» **Exercise aim**: Your task is to find every line of the data that holds the string "false" and copy it.

[[ Supplied material, beginning ]]

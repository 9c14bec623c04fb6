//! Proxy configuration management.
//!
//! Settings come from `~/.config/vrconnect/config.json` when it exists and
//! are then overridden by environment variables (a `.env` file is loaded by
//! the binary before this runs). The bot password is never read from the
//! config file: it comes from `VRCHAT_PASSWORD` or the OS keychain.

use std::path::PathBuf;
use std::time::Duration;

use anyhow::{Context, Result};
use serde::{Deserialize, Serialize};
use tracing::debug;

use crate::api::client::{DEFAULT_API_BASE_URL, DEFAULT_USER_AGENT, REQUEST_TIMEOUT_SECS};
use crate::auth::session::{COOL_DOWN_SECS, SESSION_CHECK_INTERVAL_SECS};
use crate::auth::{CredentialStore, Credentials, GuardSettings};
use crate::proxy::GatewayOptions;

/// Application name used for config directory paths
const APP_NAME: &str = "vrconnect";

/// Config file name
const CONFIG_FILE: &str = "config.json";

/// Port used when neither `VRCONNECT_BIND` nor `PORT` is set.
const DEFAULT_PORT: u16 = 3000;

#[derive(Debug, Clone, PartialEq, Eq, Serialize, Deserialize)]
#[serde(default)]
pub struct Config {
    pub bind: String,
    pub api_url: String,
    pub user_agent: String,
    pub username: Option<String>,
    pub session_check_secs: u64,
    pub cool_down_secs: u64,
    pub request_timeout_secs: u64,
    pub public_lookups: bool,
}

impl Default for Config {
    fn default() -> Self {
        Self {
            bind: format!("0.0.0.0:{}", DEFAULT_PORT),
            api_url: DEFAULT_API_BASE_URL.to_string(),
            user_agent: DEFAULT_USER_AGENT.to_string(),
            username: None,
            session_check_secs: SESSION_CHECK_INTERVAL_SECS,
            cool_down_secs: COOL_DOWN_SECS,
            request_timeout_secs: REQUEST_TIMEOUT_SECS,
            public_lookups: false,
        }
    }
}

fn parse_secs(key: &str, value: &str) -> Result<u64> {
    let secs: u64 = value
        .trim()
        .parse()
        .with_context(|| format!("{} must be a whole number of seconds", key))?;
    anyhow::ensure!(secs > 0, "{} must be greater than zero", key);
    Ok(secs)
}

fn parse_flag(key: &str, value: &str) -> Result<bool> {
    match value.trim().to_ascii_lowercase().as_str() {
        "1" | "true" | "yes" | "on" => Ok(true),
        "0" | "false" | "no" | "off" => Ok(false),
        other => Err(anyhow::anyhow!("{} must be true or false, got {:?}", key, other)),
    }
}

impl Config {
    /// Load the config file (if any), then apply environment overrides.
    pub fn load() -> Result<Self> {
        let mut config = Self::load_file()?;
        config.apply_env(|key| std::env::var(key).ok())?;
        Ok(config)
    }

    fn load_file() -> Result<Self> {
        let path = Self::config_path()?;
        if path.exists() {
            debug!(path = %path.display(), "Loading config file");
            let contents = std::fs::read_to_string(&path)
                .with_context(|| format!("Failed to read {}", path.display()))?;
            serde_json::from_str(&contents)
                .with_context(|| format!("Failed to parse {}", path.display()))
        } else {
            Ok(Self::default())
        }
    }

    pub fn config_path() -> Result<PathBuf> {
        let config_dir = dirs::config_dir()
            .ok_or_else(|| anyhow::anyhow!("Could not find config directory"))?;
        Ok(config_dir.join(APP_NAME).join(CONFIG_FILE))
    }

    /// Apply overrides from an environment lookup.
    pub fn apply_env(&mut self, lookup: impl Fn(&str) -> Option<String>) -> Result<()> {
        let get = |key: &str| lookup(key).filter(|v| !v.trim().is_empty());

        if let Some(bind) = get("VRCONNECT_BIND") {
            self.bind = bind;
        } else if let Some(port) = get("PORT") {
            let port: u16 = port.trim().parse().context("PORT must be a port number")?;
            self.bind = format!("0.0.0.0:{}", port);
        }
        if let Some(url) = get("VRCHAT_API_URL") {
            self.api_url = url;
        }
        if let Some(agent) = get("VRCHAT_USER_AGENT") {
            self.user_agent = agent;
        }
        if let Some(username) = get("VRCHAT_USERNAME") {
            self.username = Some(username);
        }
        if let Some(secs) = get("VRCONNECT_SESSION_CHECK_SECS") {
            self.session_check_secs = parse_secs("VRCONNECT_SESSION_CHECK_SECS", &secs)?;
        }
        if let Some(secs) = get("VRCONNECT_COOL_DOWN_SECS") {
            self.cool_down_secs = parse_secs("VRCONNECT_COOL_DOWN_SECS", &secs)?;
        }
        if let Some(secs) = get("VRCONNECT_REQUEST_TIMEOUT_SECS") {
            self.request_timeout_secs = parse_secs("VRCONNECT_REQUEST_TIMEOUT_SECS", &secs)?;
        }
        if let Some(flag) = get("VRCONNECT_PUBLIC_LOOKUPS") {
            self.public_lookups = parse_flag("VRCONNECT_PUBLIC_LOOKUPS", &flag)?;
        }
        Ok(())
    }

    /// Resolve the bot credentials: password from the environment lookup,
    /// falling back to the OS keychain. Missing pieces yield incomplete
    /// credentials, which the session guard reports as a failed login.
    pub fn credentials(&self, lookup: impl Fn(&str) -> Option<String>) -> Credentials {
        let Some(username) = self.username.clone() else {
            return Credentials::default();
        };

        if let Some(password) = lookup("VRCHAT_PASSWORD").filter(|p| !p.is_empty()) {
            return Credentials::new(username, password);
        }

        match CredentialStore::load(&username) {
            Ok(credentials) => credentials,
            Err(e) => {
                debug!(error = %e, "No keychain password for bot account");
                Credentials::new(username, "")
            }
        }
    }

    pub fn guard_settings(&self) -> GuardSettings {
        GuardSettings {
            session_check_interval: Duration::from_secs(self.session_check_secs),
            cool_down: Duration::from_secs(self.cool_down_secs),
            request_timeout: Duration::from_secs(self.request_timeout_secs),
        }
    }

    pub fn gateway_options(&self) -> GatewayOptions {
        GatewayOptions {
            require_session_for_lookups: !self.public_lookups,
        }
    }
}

[[ Supplied material, end ]]

» **Written answer**:
            public_lookups: false,
        "0" | "false" | "no" | "off" => Ok(false),
        other => Err(anyhow::anyhow!("{} must be true or false, got {:?}", key, other)),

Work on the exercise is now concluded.